Hepatitis C virus (HCV) is one of the leading causes of liver disease and is responsible for massive health and economic burden worldwide. The disease is asymptomatic in its early stages, but it can progress over time to fatal end-stage liver disease. Thus, the majority of individuals infected with HCV are unaware of their chronic condition. Recent treatment options for HCV can completely cure the infection but are costly. We developed a game model between a pharmaceutical company (PC) and a country striving to maximize its citizens' utility. First, the PC determines the price of HCV treatment; then, the country responds with corresponding screening and treatment strategies. We employed an analytical framework to calculate the utility of the players for each selected strategy. Calibrated to detailed HCV data from Israel, we found that the PC will gain higher revenue by offering a quantity discount rather than using standard fixed pricing per treatment, by indirectly forcing the country to conduct more screening than it desired.
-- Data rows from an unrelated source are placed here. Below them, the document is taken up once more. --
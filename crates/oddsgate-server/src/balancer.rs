//! Positional round-robin selection over configured backend instances.
//!
//! No health awareness, weighting, or backoff: a dead instance stays in
//! rotation until the process restarts. This is an explicit design
//! limitation of the gateway, not an oversight.

use std::sync::atomic::{AtomicUsize, Ordering};

use oddsgate_core::{GatewayError, Service};

use crate::config::ServicesConfig;

/// One rotation: an ordered, non-empty instance list plus its cursor.
#[derive(Debug)]
struct Rotation {
    urls: Vec<String>,
    cursor: AtomicUsize,
}

impl Rotation {
    fn new(service: Service, urls: &[String]) -> Result<Self, GatewayError> {
        if urls.is_empty() {
            return Err(GatewayError::configuration(format!(
                "no instances configured for {service} service"
            )));
        }
        // Base URLs are joined with absolute paths; a trailing slash would
        // produce double slashes in upstream URLs.
        let urls = urls
            .iter()
            .map(|u| u.trim_end_matches('/').to_string())
            .collect();
        Ok(Self {
            urls,
            cursor: AtomicUsize::new(0),
        })
    }

    fn next(&self) -> &str {
        let index = self.cursor.fetch_add(1, Ordering::Relaxed) % self.urls.len();
        &self.urls[index]
    }
}

/// Round-robin load balancer holding one independent rotation per service.
///
/// Selection is synchronous and lock-free; the atomic cursor keeps
/// concurrent selections from ever losing an increment or handing two
/// callers the same position.
#[derive(Debug)]
pub struct LoadBalancer {
    odds: Rotation,
    video: Rotation,
}

impl LoadBalancer {
    /// Build the balancer from validated configuration. Empty instance
    /// lists are a configuration error and abort startup.
    pub fn from_config(services: &ServicesConfig) -> Result<Self, GatewayError> {
        Ok(Self {
            odds: Rotation::new(Service::Odds, services.instances(Service::Odds))?,
            video: Rotation::new(Service::Video, services.instances(Service::Video))?,
        })
    }

    /// Select the next instance base URL for a service, advancing that
    /// service's cursor. Cursors for different services are independent.
    pub fn select(&self, service: Service) -> &str {
        match service {
            Service::Odds => self.odds.next(),
            Service::Video => self.video.next(),
        }
    }
}
//! # Block Model
//!
//! A document is an ordered tree of blocks. Top-level blocks form the page;
//! container-capable blocks (`container`, `columns`, `section`) may hold an
//! ordered list of child blocks.
//!
//! ## Invariants
//!
//! - `order` values among siblings are always `0..N-1`
//! - `id` is unique across the whole tree and never reused
//! - `parent_id` is a lookup-only back-reference, never used for ownership

use crate::error::CommonError;
use serde::{Deserialize, Serialize};
use serde_json::{Map, Value};
use std::fmt;
use std::str::FromStr;

/// Open, type-specific key/value record carried by every block
pub type Settings = Map<String, Value>;

/// Closed set of block types the builder knows how to render
#[derive(Debug, Clone, Copy, PartialEq, Eq, Hash, Serialize, Deserialize)]
#[serde(rename_all = "kebab-case")]
pub enum BlockType {
    Hero,
    Header,
    Footer,
    ProductGrid,
    FeaturedProduct,
    CollectionList,
    RichText,
    ImageBanner,
    ImageWithText,
    Newsletter,
    Testimonials,
    Faq,
    Video,
    Gallery,
    ContactForm,
    Spacer,
    Divider,
    Container,
    Columns,
    Section,
}

impl BlockType {
    pub const ALL: [BlockType; 20] = [
        BlockType::Hero,
        BlockType::Header,
        BlockType::Footer,
        BlockType::ProductGrid,
        BlockType::FeaturedProduct,
        BlockType::CollectionList,
        BlockType::RichText,
        BlockType::ImageBanner,
        BlockType::ImageWithText,
        BlockType::Newsletter,
        BlockType::Testimonials,
        BlockType::Faq,
        BlockType::Video,
        BlockType::Gallery,
        BlockType::ContactForm,
        BlockType::Spacer,
        BlockType::Divider,
        BlockType::Container,
        BlockType::Columns,
        BlockType::Section,
    ];

    /// Tag used in serialized documents and generated ids
    pub fn as_str(&self) -> &'static str {
        match self {
            BlockType::Hero => "hero",
            BlockType::Header => "header",
            BlockType::Footer => "footer",
            BlockType::ProductGrid => "product-grid",
            BlockType::FeaturedProduct => "featured-product",
            BlockType::CollectionList => "collection-list",
            BlockType::RichText => "rich-text",
            BlockType::ImageBanner => "image-banner",
            BlockType::ImageWithText => "image-with-text",
            BlockType::Newsletter => "newsletter",
            BlockType::Testimonials => "testimonials",
            BlockType::Faq => "faq",
            BlockType::Video => "video",
            BlockType::Gallery => "gallery",
            BlockType::ContactForm => "contact-form",
            BlockType::Spacer => "spacer",
            BlockType::Divider => "divider",
            BlockType::Container => "container",
            BlockType::Columns => "columns",
            BlockType::Section => "section",
        }
    }

    /// Whether blocks of this type may hold children
    pub fn is_container(&self) -> bool {
        matches!(
            self,
            BlockType::Container | BlockType::Columns | BlockType::Section
        )
    }
}

impl fmt::Display for BlockType {
    fn fmt(&self, f: &mut fmt::Formatter<'_>) -> fmt::Result {
        f.write_str(self.as_str())
    }
}

impl FromStr for BlockType {
    type Err = CommonError;

    fn from_str(s: &str) -> Result<Self, Self::Err> {
        BlockType::ALL
            .iter()
            .copied()
            .find(|t| t.as_str() == s)
            .ok_or_else(|| CommonError::UnknownBlockType(s.to_string()))
    }
}

/// Atomic content unit of a document
#[derive(Debug, Clone, PartialEq, Serialize, Deserialize)]
#[serde(rename_all = "camelCase")]
pub struct Block {
    pub id: String,

    #[serde(rename = "type")]
    pub block_type: BlockType,

    pub variant: String,

    /// Position among siblings (dense, 0-based)
    #[serde(default)]
    pub order: usize,

    #[serde(default = "default_visible")]
    pub visible: bool,

    #[serde(default)]
    pub settings: Settings,

    /// Locked blocks refuse structural edits
    #[serde(default, skip_serializing_if = "is_false")]
    pub locked: bool,

    #[serde(default, skip_serializing_if = "Option::is_none")]
    pub group_id: Option<String>,

    /// Only present on container-capable types
    #[serde(default, skip_serializing_if = "Option::is_none")]
    pub children: Option<Vec<Block>>,

    /// Set on nested blocks only; rebuilt by the store after every mutation
    #[serde(default, skip_serializing_if = "Option::is_none")]
    pub parent_id: Option<String>,
}

fn default_visible() -> bool {
    true
}

fn is_false(value: &bool) -> bool {
    !*value
}

impl Block {
    /// Create a visible block with empty settings
    pub fn new(id: impl Into<String>, block_type: BlockType, variant: impl Into<String>) -> Self {
        Self {
            id: id.into(),
            block_type,
            variant: variant.into(),
            order: 0,
            visible: true,
            settings: Settings::new(),
            locked: false,
            group_id: None,
            children: block_type.is_container().then(Vec::new),
            parent_id: None,
        }
    }

    pub fn with_settings(mut self, settings: Settings) -> Self {
        self.settings = settings;
        self
    }

    pub fn with_setting(mut self, key: impl Into<String>, value: impl Into<Value>) -> Self {
        self.settings.insert(key.into(), value.into());
        self
    }

    pub fn with_children(mut self, children: Vec<Block>) -> Self {
        self.children = Some(children);
        self
    }

    pub fn is_container(&self) -> bool {
        self.block_type.is_container()
    }

    pub fn children(&self) -> &[Block] {
        self.children.as_deref().unwrap_or(&[])
    }

    /// Children list, created on demand for container types
    pub fn children_mut(&mut self) -> Option<&mut Vec<Block>> {
        if !self.is_container() {
            return None;
        }
        Some(self.children.get_or_insert_with(Vec::new))
    }

    /// Shallow-merge settings; keys absent from `partial` are untouched
    pub fn merge_settings(&mut self, partial: &Settings) {
        for (key, value) in partial {
            self.settings.insert(key.clone(), value.clone());
        }
    }
}

/// Partial update for the content attributes of a block.
///
/// Identity and position (`id`, `order`) are never patchable.
#[derive(Debug, Clone, Default, PartialEq, Serialize, Deserialize)]
#[serde(rename_all = "camelCase")]
pub struct BlockPatch {
    #[serde(default, skip_serializing_if = "Option::is_none")]
    pub variant: Option<String>,

    #[serde(default, skip_serializing_if = "Option::is_none")]
    pub visible: Option<bool>,

    /// Replaces the whole settings record
    #[serde(default, skip_serializing_if = "Option::is_none")]
    pub settings: Option<Settings>,

    #[serde(default, skip_serializing_if = "Option::is_none")]
    pub locked: Option<bool>,
}

impl BlockPatch {
    pub fn is_empty(&self) -> bool {
        self.variant.is_none()
            && self.visible.is_none()
            && self.settings.is_none()
            && self.locked.is_none()
    }

    /// Apply the patch, returning whether anything changed
    pub fn apply_to(&self, block: &mut Block) -> bool {
        let before = (
            block.variant.clone(),
            block.visible,
            block.locked,
            block.settings.clone(),
        );

        if let Some(variant) = &self.variant {
            block.variant = variant.clone();
        }
        if let Some(visible) = self.visible {
            block.visible = visible;
        }
        if let Some(settings) = &self.settings {
            block.settings = settings.clone();
        }
        if let Some(locked) = self.locked {
            block.locked = locked;
        }

        before
            != (
                block.variant.clone(),
                block.visible,
                block.locked,
                block.settings.clone(),
            )
    }
}

#[cfg(test)]
mod tests {
    use super::*;
    use serde_json::json;

    #[test]
    fn test_block_type_round_trips_through_str() {
        for block_type in BlockType::ALL {
            assert_eq!(block_type.as_str().parse::<BlockType>().unwrap(), block_type);
        }
        assert!("carousel".parse::<BlockType>().is_err());
    }

    #[test]
    fn test_block_serializes_with_camel_case_keys() {
        let mut block = Block::new("hero-1", BlockType::ProductGrid, "default");
        block.group_id = Some("group-1".to_string());

        let value = serde_json::to_value(&block).unwrap();
        assert_eq!(value["type"], "product-grid");
        assert_eq!(value["groupId"], "group-1");
        assert!(value.get("locked").is_none());
        assert!(value.get("children").is_none());
    }

    #[test]
    fn test_block_deserializes_with_defaults() {
        let block: Block = serde_json::from_value(json!({
            "id": "a",
            "type": "hero",
            "variant": "centered"
        }))
        .unwrap();

        assert!(block.visible);
        assert_eq!(block.order, 0);
        assert!(block.settings.is_empty());
        assert!(!block.locked);
    }

    #[test]
    fn test_container_blocks_start_with_children() {
        assert_eq!(Block::new("c", BlockType::Section, "x").children, Some(vec![]));
        assert_eq!(Block::new("h", BlockType::Hero, "x").children, None);
    }

    #[test]
    fn test_children_mut_refused_on_leaf_types() {
        let mut hero = Block::new("h", BlockType::Hero, "x");
        assert!(hero.children_mut().is_none());
    }

    #[test]
    fn test_merge_settings_keeps_other_keys() {
        let mut block = Block::new("a", BlockType::Hero, "x")
            .with_setting("title", "Hello")
            .with_setting("subtitle", "World");

        let mut partial = Settings::new();
        partial.insert("title".to_string(), json!("Hi"));
        block.merge_settings(&partial);

        assert_eq!(block.settings["title"], "Hi");
        assert_eq!(block.settings["subtitle"], "World");
    }

    #[test]
    fn test_patch_reports_changes() {
        let mut block = Block::new("a", BlockType::Hero, "x");

        assert!(!BlockPatch::default().apply_to(&mut block));

        let patch = BlockPatch {
            visible: Some(false),
            ..Default::default()
        };
        assert!(patch.apply_to(&mut block));
        assert!(!block.visible);
        assert!(!patch.apply_to(&mut block));
    }
}
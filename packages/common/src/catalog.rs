//! Default content for freshly added blocks.

use crate::block::{BlockType, Settings};
use serde_json::{json, Value};

/// Variant used when a block is added without one
pub fn default_variant(block_type: BlockType) -> &'static str {
    match block_type {
        BlockType::Hero => "centered",
        BlockType::Header => "classic",
        BlockType::Footer => "columns",
        BlockType::ProductGrid => "grid",
        BlockType::Columns => "two-column",
        _ => "default",
    }
}

/// Starter settings for a block type
pub fn default_settings(block_type: BlockType) -> Settings {
    let value = match block_type {
        BlockType::Hero => json!({
            "title": "Welcome to our store",
            "subtitle": "Discover our latest collection",
            "buttonText": "Shop now",
            "buttonLink": "/collections/all",
            "alignment": "center",
        }),
        BlockType::Header => json!({
            "logoText": "My Store",
            "menuItems": [
                { "label": "Home", "link": "/" },
                { "label": "Shop", "link": "/collections/all" },
            ],
            "sticky": false,
        }),
        BlockType::Footer => json!({
            "copyright": "© My Store",
            "columns": [],
        }),
        BlockType::ProductGrid => json!({
            "title": "Featured products",
            "productsPerRow": 4,
            "limit": 8,
        }),
        BlockType::FeaturedProduct => json!({ "productId": Value::Null, "showPrice": true }),
        BlockType::CollectionList => json!({ "title": "Collections", "collections": [] }),
        BlockType::RichText => json!({ "heading": "Talk about your brand", "content": "" }),
        BlockType::ImageBanner => json!({ "image": Value::Null, "heading": "Image banner", "overlayOpacity": 0.3 }),
        BlockType::ImageWithText => json!({ "image": Value::Null, "heading": "Image with text", "text": "", "imagePosition": "left" }),
        BlockType::Newsletter => json!({ "heading": "Subscribe to our emails", "buttonText": "Subscribe" }),
        BlockType::Testimonials => json!({ "heading": "What our customers say", "items": [] }),
        BlockType::Faq => json!({ "heading": "Frequently asked questions", "items": [] }),
        BlockType::Video => json!({ "url": "", "autoplay": false }),
        BlockType::Gallery => json!({ "images": [], "columns": 3 }),
        BlockType::ContactForm => json!({ "heading": "Contact us", "fields": ["name", "email", "message"] }),
        BlockType::Spacer => json!({ "height": 48 }),
        BlockType::Divider => json!({ "thickness": 1 }),
        BlockType::Container => json!({ "maxWidth": "1200px" }),
        BlockType::Columns => json!({ "columns": 2, "gap": "24px" }),
        BlockType::Section => json!({ "padding": "48px 0" }),
    };

    match value {
        Value::Object(map) => map,
        _ => Settings::new(),
    }
}

#[cfg(test)]
mod tests {
    use super::*;

    #[test]
    fn test_every_type_has_object_settings() {
        for block_type in BlockType::ALL {
            // Every table entry is an object literal
            let _ = default_settings(block_type);
            assert!(!default_variant(block_type).is_empty());
        }
        assert_eq!(default_settings(BlockType::Hero)["buttonText"], "Shop now");
    }
}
By contrast, risk-sharing agreements, in which the country pays only for successful treatments are beneficial for the country. Our findings underscore that policy makers worldwide should prudently consider recent offers by PCs to increase screening either directly, via covering HCV screening, or indirectly, by providing discounts following a predetermined volume of sales. More broadly, our approach is applicable in other healthcare settings where screening is essential to determine treatment strategies.